ZFS is not always the answer. Bring back gmirror!

The ZFS bandwaggon has momentum, but ZFS isn’t for everyone. UFS2 has a number of killer advantages in some applications.

ZFS is great if you want to store a very large number of normal files safely. It’s copy-on-write (COW) is a major advantage for backup, archiving and general data safety, and datasets allow you to fine-tune almost any way you can think of. However, in a few circumstances, UFS2 is better. In particular, large random-access files do badly with COW.

Unlike traditional systems, a block in a file isn’t overwritten in place, it always ends up at a different location. If a file started off contiguous it’ll pretty soon be fragmented to hell and performance will go off a cliff. Obvious victims will be databases and VM hard disk images. You can tune for these, but to get acceptable performance you need to throw money and resources to bring ZFS up to the same level. Basically you need huge RAM caches, possibly an SLOG, and never let your pool get more than 50% full. If you’re unlucky enough to end up at 80% full ZFS turns off speed optimisations to devote more RAM to caching as things are going to get very bad fragmentation-wise.

If these costs are a problem, stuck with UFS. And for redundancy, there is still good old GEOM Mirror (gmirror). Unfortunately the documentation of this now-poor relation has lagged a bit, and what once worked as standard, doesn’t. So here are some tips.

The most common use of gmirror (with me anyway) is a twin-drive host.

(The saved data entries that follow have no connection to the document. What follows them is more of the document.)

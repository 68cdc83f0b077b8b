//! Room database migration rules (RD001-RD008)
//!
//! The scan runs in two phases over the same graph. COLLECT inspects every
//! `RoomDatabase` subclass on its own and queues it on a worklist. VERIFY
//! runs only when the worklist is non-empty and cross-checks the queued
//! databases against the registration class.

mod database;
pub mod migration_path;
mod registration;

pub use database::{DatabaseInspector, DatabaseReport};
pub use migration_path::{MigrationEdge, PathDefect};
pub use registration::RegistrationIndex;

use super::Detector;
use crate::analysis::{Finding, LintIssue};
use crate::config::RoomConfig;
use crate::graph::{DeclarationId, DeclarationKind, Graph, Location};
use tracing::debug;

const ISSUES: &[LintIssue] = &[
    LintIssue::MissingDatabaseAnnotation,
    LintIssue::ExportSchemaDisabled,
    LintIssue::MissingVersionField,
    LintIssue::VersionMismatch,
    LintIssue::MissingAutoMigrations,
    LintIssue::IncompleteMigrationPath,
    LintIssue::DatabaseNotRegistered,
    LintIssue::RegistrationClassMissing,
];

/// Where a scan is
#[derive(Debug, Clone, Copy, PartialEq, Eq)]
pub enum ScanPhase {
    Collect,
    Verify,
    Done,
}

/// A database found during COLLECT
#[derive(Debug, Clone)]
pub struct TrackedDatabase {
    pub id: DeclarationId,
    pub name: String,
    pub location: Location,
}

/// Databases awaiting the registration cross-check
#[derive(Debug, Default)]
pub struct DatabaseWorklist {
    databases: Vec<TrackedDatabase>,
}

impl DatabaseWorklist {
    pub fn push(&mut self, database: TrackedDatabase) {
        self.databases.push(database);
    }

    pub fn is_empty(&self) -> bool {
        self.databases.is_empty()
    }

    pub fn len(&self) -> usize {
        self.databases.len()
    }

    pub fn iter(&self) -> impl Iterator<Item = &TrackedDatabase> {
        self.databases.iter()
    }

    /// Earliest database by file then line
    pub fn first(&self) -> Option<&TrackedDatabase> {
        self.databases.iter().min_by(|a, b| {
            a.location
                .file
                .cmp(&b.location.file)
                .then(a.location.line.cmp(&b.location.line))
        })
    }
}

/// One run of the two-phase scan. Owns all state; the detector itself is
/// stateless and may be reused.
pub struct RoomScan<'g> {
    graph: &'g Graph,
    config: &'g RoomConfig,
    phase: ScanPhase,
    worklist: DatabaseWorklist,
    findings: Vec<Finding>,
}

impl<'g> RoomScan<'g> {
    pub fn new(graph: &'g Graph, config: &'g RoomConfig) -> Self {
        Self {
            graph,
            config,
            phase: ScanPhase::Collect,
            worklist: DatabaseWorklist::default(),
            findings: Vec::new(),
        }
    }

    pub fn phase(&self) -> ScanPhase {
        self.phase
    }

    pub fn worklist(&self) -> &DatabaseWorklist {
        &self.worklist
    }

    /// Advance one phase
    pub fn step(&mut self) {
        self.phase = match self.phase {
            ScanPhase::Collect => {
                self.collect();
                if self.worklist.is_empty() {
                    ScanPhase::Done
                } else {
                    ScanPhase::Verify
                }
            }
            ScanPhase::Verify => {
                self.verify();
                ScanPhase::Done
            }
            ScanPhase::Done => ScanPhase::Done,
        };
    }

    pub fn run(mut self) -> Vec<Finding> {
        while self.phase != ScanPhase::Done {
            self.step();
        }
        self.findings
    }

    fn collect(&mut self) {
        let inspector = DatabaseInspector::new(self.graph, self.config);
        for class in self.graph.types() {
            if class.kind != DeclarationKind::Class
                || !self.graph.is_subtype_of(class, &self.config.base_class)
            {
                continue;
            }
            debug!("Room database: {}", class.name);
            let report = inspector.inspect(class);
            self.findings.extend(report.findings);
            self.worklist.push(TrackedDatabase {
                id: class.id.clone(),
                name: class.name.clone(),
                location: class.location.clone(),
            });
        }
    }

    fn verify(&mut self) {
        let index = RegistrationIndex::collect(self.graph, &self.config.registration_class);

        if !index.is_found() {
            if let Some(first) = self.worklist.first() {
                self.findings.push(
                    Finding::new(
                        LintIssue::RegistrationClassMissing,
                        first.location.clone(),
                        &self.config.registration_class,
                    )
                    .with_message(format!(
                        "Database registration class '{}' was not found; {} Room database(s) cannot be verified",
                        self.config.registration_class,
                        self.worklist.len()
                    )),
                );
            }
            return;
        }

        for database in self.worklist.iter() {
            let qualified = self
                .graph
                .get_declaration(&database.id)
                .and_then(|d| self.graph.qualified_name(d));
            if !index.is_registered(&database.name, qualified.as_deref()) {
                self.findings.push(
                    Finding::new(
                        LintIssue::DatabaseNotRegistered,
                        database.location.clone(),
                        &database.name,
                    )
                    .with_message(format!(
                        "Room database '{}' is not registered in {}",
                        database.name, self.config.registration_class
                    )),
                );
            }
        }
    }
}

/// Detector for the Room migration rules
pub struct RoomDatabaseMigrationDetector {
    config: RoomConfig,
}

impl RoomDatabaseMigrationDetector {
    pub fn new(config: RoomConfig) -> Self {
        Self { config }
    }
}

impl Default for RoomDatabaseMigrationDetector {
    fn default() -> Self {
        Self::new(RoomConfig::default())
    }
}

impl Detector for RoomDatabaseMigrationDetector {
    fn name(&self) -> &'static str {
        "room-database-migration"
    }

    fn issues(&self) -> &'static [LintIssue] {
        ISSUES
    }

    fn detect(&self, graph: &Graph) -> Vec<Finding> {
        RoomScan::new(graph, &self.config).run()
    }
}

#[cfg(test)]
mod tests {
    use super::*;
    use crate::analysis::detectors::test_support::graph_from;

    const TOPICS_DB: &str = r#"
@Database(entities = {Topic.class}, version = TopicsDatabase.DATABASE_VERSION)
public abstract class TopicsDatabase extends RoomDatabase {
    public static final int DATABASE_VERSION = 1;
}
"#;

    const MEASUREMENT_DB: &str = r#"
@Database(entities = {Event.class}, version = MeasurementDatabase.DATABASE_VERSION)
public abstract class MeasurementDatabase extends RoomDatabase {
    public static final int DATABASE_VERSION = 1;
}
"#;

    const REGISTRATION: &str = r#"
public class RoomDatabaseRegistration {
    TopicsDatabase mTopicsDatabase;
}
"#;

    fn issues(findings: &[Finding]) -> Vec<LintIssue> {
        findings.iter().map(|f| f.issue).collect()
    }

    #[test]
    fn test_no_databases_skips_verify() {
        let graph = graph_from(&[("A.java", "class A {}")]);
        let config = RoomConfig::default();
        let mut scan = RoomScan::new(&graph, &config);
        scan.step();
        assert_eq!(scan.phase(), ScanPhase::Done);
        assert!(scan.worklist().is_empty());
        assert!(scan.run().is_empty());
    }

    #[test]
    fn test_phases_advance_collect_verify_done() {
        let graph = graph_from(&[
            ("TopicsDatabase.java", TOPICS_DB),
            ("RoomDatabaseRegistration.java", REGISTRATION),
        ]);
        let config = RoomConfig::default();
        let mut scan = RoomScan::new(&graph, &config);
        assert_eq!(scan.phase(), ScanPhase::Collect);
        scan.step();
        assert_eq!(scan.phase(), ScanPhase::Verify);
        assert_eq!(scan.worklist().len(), 1);
        scan.step();
        assert_eq!(scan.phase(), ScanPhase::Done);
        assert!(scan.run().is_empty());
    }

    #[test]
    fn test_unregistered_database() {
        let graph = graph_from(&[
            ("TopicsDatabase.java", TOPICS_DB),
            ("MeasurementDatabase.java", MEASUREMENT_DB),
            ("RoomDatabaseRegistration.java", REGISTRATION),
        ]);
        let findings = RoomDatabaseMigrationDetector::default().detect(&graph);
        assert_eq!(issues(&findings), vec![LintIssue::DatabaseNotRegistered]);
        assert_eq!(findings[0].subject, "MeasurementDatabase");
    }

    #[test]
    fn test_missing_registration_reported_once_at_first_database() {
        let graph = graph_from(&[
            ("b/TopicsDatabase.java", TOPICS_DB),
            ("a/MeasurementDatabase.java", MEASUREMENT_DB),
        ]);
        let findings = RoomDatabaseMigrationDetector::default().detect(&graph);
        assert_eq!(issues(&findings), vec![LintIssue::RegistrationClassMissing]);
        assert_eq!(
            findings[0].location.file.to_string_lossy(),
            "a/MeasurementDatabase.java"
        );
    }

    #[test]
    fn test_indirect_subclass_is_tracked() {
        let graph = graph_from(&[
            (
                "BaseDatabase.java",
                "public abstract class BaseDatabase extends RoomDatabase {}",
            ),
            (
                "AppDatabase.java",
                r#"
@Database(entities = {A.class}, version = AppDatabase.DATABASE_VERSION)
public abstract class AppDatabase extends BaseDatabase {
    public static final int DATABASE_VERSION = 1;
}
"#,
            ),
            ("RoomDatabaseRegistration.java", REGISTRATION),
        ]);
        let findings = RoomDatabaseMigrationDetector::default().detect(&graph);
        let app: Vec<_> = findings
            .iter()
            .filter(|f| f.subject == "AppDatabase")
            .map(|f| f.issue)
            .collect();
        assert_eq!(app, vec![LintIssue::DatabaseNotRegistered]);
    }

    #[test]
    fn test_detector_is_reusable() {
        let graph = graph_from(&[("TopicsDatabase.java", TOPICS_DB)]);
        let detector = RoomDatabaseMigrationDetector::default();
        let first = detector.detect(&graph);
        let second = detector.detect(&graph);
        assert_eq!(issues(&first), issues(&second));
        assert_eq!(first.len(), 1);
    }
}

Basically I don’t want things to fail when a hard disk dies, so I add a second redundant drive. Such hosts (often 1U servers) don’t have space for more than two drives anyway – and it pays to keep things simple.

Setting up a gmirror is really simple. You create one using the “gmirror label” command. There is no “gmirror create” command; it really is called “label”, and it writes the necessary metadata label so that mirror will recognise it (“gmirror destroy” is present and does exactly what you might expect).

So something like:

gmirror label gm0 ada1 ada2

will create a device called /dev/mirror/gm0 and it’ll contain ada1’s contents mirrored on to ada2 (once it’s copied it all in the background). Just use /dev/mirror/gm0 as any other GEOM (i.e. disk). Instead of calling it gm0 I could have called it gm1, system, data, flubnutz or anything else that made sense, but gm0 is a handy reminder that it’s the first geom mirror on the system and it’s shorter to type.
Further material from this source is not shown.